Personal information
- Date of birth: 27 December 1990 (age 35)
- Place of birth: Dublin, Ireland
- Height: 1.85 m (6 ft 1 in)
- Position: Midfielder

Team information
- Current team: Linfield
- Number: 5

Youth career
- 1998–2008: St Francis
- 2008: Bray Wanderers

Senior career*
- Years: Team / Apps / (Gls)
- 2008–2011: Bray Wanderers / 91 / (2)
- 2012–2021: Dundalk / 250 / (9)
- 2021–: Linfield / 135 / (23)

= Chris Shields =

Irish association football player

Chris Shields (born 27 December 1990) is an Irish professional footballer who plays as a midfielder for Linfield in the Irish Premiership. He previously played for Bray Wanderers where he played for four seasons before joining Dundalk, where he remained for more than nine seasons.

Shields won five Premier Division medals during his time with Dundalk, in addition to three FAI Cups.
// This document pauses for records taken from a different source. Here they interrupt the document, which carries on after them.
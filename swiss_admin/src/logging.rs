//! Structured logging configuration.
//!
//! Log output goes to stderr so command results on stdout stay machine-readable.
//! Records emitted by the engine through the `log` facade are captured by the
//! same subscriber.

use tracing_subscriber::{EnvFilter, layer::SubscriberExt, util::SubscriberInitExt};

/// Default filter when `RUST_LOG` is unset
pub const DEFAULT_FILTER: &str = "info,sqlx=warn";

/// Initialize structured logging
///
/// Log levels are configurable via the `RUST_LOG` env var.
///
/// # Example
///
/// ```no_run
/// use swiss_admin::logging;
///
/// logging::init();
/// tracing::info!("Admin tool starting");
/// ```
pub fn init() {
    let env_filter =
        EnvFilter::try_from_default_env().unwrap_or_else(|_| EnvFilter::new(DEFAULT_FILTER));

    let fmt_layer = tracing_subscriber::fmt::layer()
        .with_target(true)
        .with_writer(std::io::stderr);

    tracing_subscriber::registry()
        .with(env_filter)
        .with(fmt_layer)
        .init();
}

/// Log a finished admin command
pub fn log_command(command: &str, duration_ms: u64, succeeded: bool) {
    if succeeded {
        tracing::info!(command = command, duration_ms = duration_ms, "Command completed");
    } else {
        tracing::warn!(command = command, duration_ms = duration_ms, "Command failed");
    }

    if duration_ms > 1000 {
        tracing::warn!(
            command = command,
            duration_ms = duration_ms,
            "PERFORMANCE: Slow command"
        );
    }
}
He featured regularly in European competition for the club and was part of the team that became only the second-ever Irish side to reach the group stage of the Europa League in 2016 as well as reaching the same stage in 2020.

== Career ==
=== Early career ===
A native of Clondalkin, Shields played youth football for St Francis and spent ten years there before joining League of Ireland side Bray Wanderers where he initially played for their U20 side.

=== Bray Wanderers ===
Shields made his senior League of Ireland debut with the first team in the final game of the 2008 season in a 2–0 defeat away to Sligo Rovers.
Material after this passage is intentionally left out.